Working Hard or Overexertion?

There are a lot of creatives who talk about pushing themselves really hard to get their projects done. It’s things like waking up early, doing the day job, and then spending the whole night writing with very little time left for sleeping. It’s hard work, it’s impressive, and it’s not an option for everyone, including me.

What works for someone else doesn’t have to work for you.

It’s a simple statement but one that I find myself often forgetting. Someone’s work ethic doesn’t have to be yours as well. It’s one of those things where you need to consider your own situation, your own capabilities and limits. Can you handle having less sleep? Can you manage churning out a couple thousand words tonight? If you can’t, do you beat yourself up about it? If you try anyway, is it really worth it or are you just hurting yourself?

The first draft of WTB took me a month, but it wasn’t just any month. It was the end of a semester when I had very few exams left that I’d been studying for the last few weeks. It was a quiet month for me, for the most part, with time to write between classes because I had my laptop with me all the time and no job demanding my time outside of school. Because I had no classes, I was able to read books in the morning and write in the evenings until midnight. With my day job and having to commute back and forth, I don’t have time for that kind of schedule anymore. My mental health won’t allow me to work like that anymore because I’m often exhausted after work or waking up to go to the gym instead of writing. If I do, I’m overworking myself and putting my mental and physical health at risk.

These days, I’ve been drowning in guilt that I haven’t worked hard enough, that I’m falling behind, that I’m failing myself in not writing every day. And that’s just not fair to do to myself. I should ont exhaust myself trying to get the words out. I should not force myself to write when all I want to do is lie down.

Some days, it’s easier to just relax. Some days, it’s better to just rest your mind and body so that you’ll have the energy to put your full effort into something you care about. It’s ableist to consider that the best method is the hustle of squeezing in time every day and night, even when work wears you down to aching muscles and bare bones. It isn’t kind. It may even be cruel to inflict such harm on yourself to force that work.

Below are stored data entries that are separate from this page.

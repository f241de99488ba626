//! Integration tests for driver endpoints.

use axum::{
    body::Body,
    http::{Request, StatusCode, header},
};
use http_body_util::BodyExt;
use serde_json::{Value, json};
use tower::ServiceExt;

use crate::api::{AppState, routes};
use crate::db::{Database, SqliteDatabase};

/// Create a test app with an in-memory database
async fn test_app() -> axum::Router {
    let db = SqliteDatabase::in_memory().await.unwrap();
    db.migrate().await.unwrap();
    routes::create_router(AppState::new(db))
}

/// Helper to parse JSON response body
async fn json_body(response: axum::response::Response) -> Value {
    let body = response.into_body().collect().await.unwrap().to_bytes();
    serde_json::from_slice(&body).unwrap()
}

fn request_json(method: &str, uri: &str, body: &Value) -> Request<Body> {
    Request::builder()
        .method(method)
        .uri(uri)
        .header("content-type", "application/json")
        .body(Body::from(serde_json::to_vec(body).unwrap()))
        .unwrap()
}

async fn create_driver(app: &axum::Router, login: &str) -> i64 {
    let response = app
        .clone()
        .oneshot(request_json(
            "POST",
            "/api/v1/drivers",
            &json!({
                "name": login,
                "license_number": "FK2569",
                "login": login,
                "password": "1234"
            }),
        ))
        .await
        .unwrap();
    assert_eq!(response.status(), StatusCode::CREATED);
    json_body(response).await["id"].as_i64().unwrap()
}

#[tokio::test(flavor = "multi_thread")]
async fn list_drivers_initially_empty() {
    let app = test_app().await;

    let response = app
        .oneshot(
            Request::builder()
                .uri("/api/v1/drivers")
                .body(Body::empty())
                .unwrap(),
        )
        .await
        .unwrap();
    assert_eq!(response.status(), StatusCode::OK);

    let body = json_body(response).await;
    assert_eq!(body["items"].as_array().unwrap().len(), 0);
    assert_eq!(body["total"].as_u64().unwrap(), 0);
}

#[tokio::test(flavor = "multi_thread")]
async fn create_and_get_driver() {
    let app = test_app().await;
    let id = create_driver(&app, "alice").await;

    let response = app
        .oneshot(
            Request::builder()
                .uri(format!("/api/v1/drivers/{}", id))
                .body(Body::empty())
                .unwrap(),
        )
        .await
        .unwrap();
    assert_eq!(response.status(), StatusCode::OK);

    let body = json_body(response).await;
    assert_eq!(body["login"], "alice");
    assert_eq!(body["license_number"], "FK2569");
    assert!(body.get("password_hash").is_none());
}

#[tokio::test(flavor = "multi_thread")]
async fn get_unknown_driver_returns_not_found() {
    let app = test_app().await;

    let response = app
        .oneshot(
            Request::builder()
                .uri("/api/v1/drivers/404")
                .body(Body::empty())
                .unwrap(),
        )
        .await
        .unwrap();
    assert_eq!(response.status(), StatusCode::NOT_FOUND);
}

#[tokio::test(flavor = "multi_thread")]
async fn update_driver_changes_license() {
    let app = test_app().await;
    let id = create_driver(&app, "alice").await;

    let response = app
        .clone()
        .oneshot(request_json(
            "PUT",
            &format!("/api/v1/drivers/{}", id),
            &json!({
                "name": "Alice",
                "license_number": "AD1234",
                "login": "alice"
            }),
        ))
        .await
        .unwrap();
    assert_eq!(response.status(), StatusCode::OK);

    let body = json_body(response).await;
    assert_eq!(body["license_number"], "AD1234");
}

#[tokio::test(flavor = "multi_thread")]
async fn update_driver_to_taken_login_returns_conflict() {
    let app = test_app().await;
    create_driver(&app, "alice").await;
    let bob = create_driver(&app, "bob").await;

    let response = app
        .oneshot(request_json(
            "PUT",
            &format!("/api/v1/drivers/{}", bob),
            &json!({
                "name": "Bob",
                "license_number": "FK2569",
                "login": "alice"
            }),
        ))
        .await
        .unwrap();
    assert_eq!(response.status(), StatusCode::CONFLICT);
}

#[tokio::test(flavor = "multi_thread")]
async fn delete_driver_then_get_returns_not_found() {
    let app = test_app().await;
    let id = create_driver(&app, "alice").await;

    let response = app
        .clone()
        .oneshot(
            Request::builder()
                .method("DELETE")
                .uri(format!("/api/v1/drivers/{}", id))
                .body(Body::empty())
                .unwrap(),
        )
        .await
        .unwrap();
    assert_eq!(response.status(), StatusCode::NO_CONTENT);

    let response = app
        .oneshot(
            Request::builder()
                .uri(format!("/api/v1/drivers/{}", id))
                .body(Body::empty())
                .unwrap(),
        )
        .await
        .unwrap();
    assert_eq!(response.status(), StatusCode::NOT_FOUND);
}

#[tokio::test(flavor = "multi_thread")]
async fn my_cars_requires_login() {
    let app = test_app().await;

    let response = app
        .oneshot(
            Request::builder()
                .uri("/api/v1/drivers/me/cars")
                .body(Body::empty())
                .unwrap(),
        )
        .await
        .unwrap();
    assert_eq!(response.status(), StatusCode::UNAUTHORIZED);
}

#[tokio::test(flavor = "multi_thread")]
async fn my_cars_returns_assigned_cars() {
    let app = test_app().await;
    let driver_id = create_driver(&app, "alice").await;

    // log in
    let response = app
        .clone()
        .oneshot(request_json(
            "POST",
            "/api/v1/auth/login",
            &json!({"login": "alice", "password": "1234"}),
        ))
        .await
        .unwrap();
    assert_eq!(response.status(), StatusCode::OK);
    let cookie = response
        .headers()
        .get(header::SET_COOKIE)
        .unwrap()
        .to_str()
        .unwrap()
        .split(';')
        .next()
        .unwrap()
        .to_string();

    // create a manufacturer and a car assigned to alice
    let response = app
        .clone()
        .oneshot(request_json(
            "POST",
            "/api/v1/manufacturers",
            &json!({"name": "Toyota", "country": "Japan"}),
        ))
        .await
        .unwrap();
    let manufacturer_id = json_body(response).await["id"].as_i64().unwrap();

    let response = app
        .clone()
        .oneshot(request_json(
            "POST",
            "/api/v1/cars",
            &json!({
                "model": "Corolla",
                "manufacturer_id": manufacturer_id,
                "driver_ids": [driver_id]
            }),
        ))
        .await
        .unwrap();
    assert_eq!(response.status(), StatusCode::CREATED);

    let response = app
        .oneshot(
            Request::builder()
                .uri("/api/v1/drivers/me/cars")
                .header(header::COOKIE, &cookie)
                .body(Body::empty())
                .unwrap(),
        )
        .await
        .unwrap();
    assert_eq!(response.status(), StatusCode::OK);

    let body = json_body(response).await;
    let cars = body.as_array().unwrap();
    assert_eq!(cars.len(), 1);
    assert_eq!(cars[0]["model"], "Corolla");
}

Recently, I’ve started accountability threads for the new first drafts I’ve been working on: #RivalAssassinsWIP and #BakingFigureSkaterBook. Both of them show my word counts and will eventually include my novel aesthetics. These threads aren’t to brag about how much I’m writing. In fact, you won’t see me writing consistently. I go back and forth these days, working on whatever I’m motivated to work on. I will not be writing every single day and, if I am, it won’t always be high word counts.

My accountability threads are definitely not to keep myself on track to write all the time. They’re really about seeing my progress, checking my consistency, and sharing that progress with others to excite myself and maybe them as well. It bruises my ego and dulls my competitive edge to see that others are further in their drafs than I am, that they’re writing and sprinting every day and I’m just opening my laptop, swiching around words, then going to bed.

Listen, I don’t work a lot but my job is exhausting for me. I have social anxiety and I am constantly on interacting with others for several hours at a time and trying not to be affected by other people’s negativity or even their rudeness. It’s exhausting. I barely want to speak to anyone after work and so my interactions are limited. And to write after wearing down my brain? Nearly impossible.

Do you know what it would be like if I was having a bad day? Nothing gets done. No one will get to talk to me. I’m trying not to hate myself for it or even beat myself up about it because – guess what – it’s not healthy to for yourself into those kinds of routines.

I treat my writing like a job some days. Other days, I treat it like a volunteering experience. It depends on my mood and my energy. I push myself and sometimes I push too hard. It’s important to learn your limits and stay within them. Work hard, but don’t overexert yourself.

Your book doesn’t need to be written in a month, or written every day. Play around with aesthetics or playlists or anything. Keep up your interest and excitement for your projects. Sometimes I just scroll through my Pinterest boards if I don’t have enough energy to write because it makes me feel like there’s something happening or, in the very least, something to look forward to work on eventually. I think that counts as working on your projects. That’s what I tell myself at least.

Take it easy. Don’t rush yourself because others talk about how they get words in every day.

Be kind to yourself. Don’t push yourself so hard that you’re physically and mentally and emotionally exhausted. Don’t make yourself resent your capabilities or even your project.

Do what you can do. Keep your eyes on your own paper.

You’re going to get there at your own pace. However you get there and however long it takes doesn’t discredit what you accomplish. And if you’re not yet where you want to be or done what you want to do, having those ideas and dreams and goals is good too. It counts. It matters.

So, work hard but don’t overwork yourself.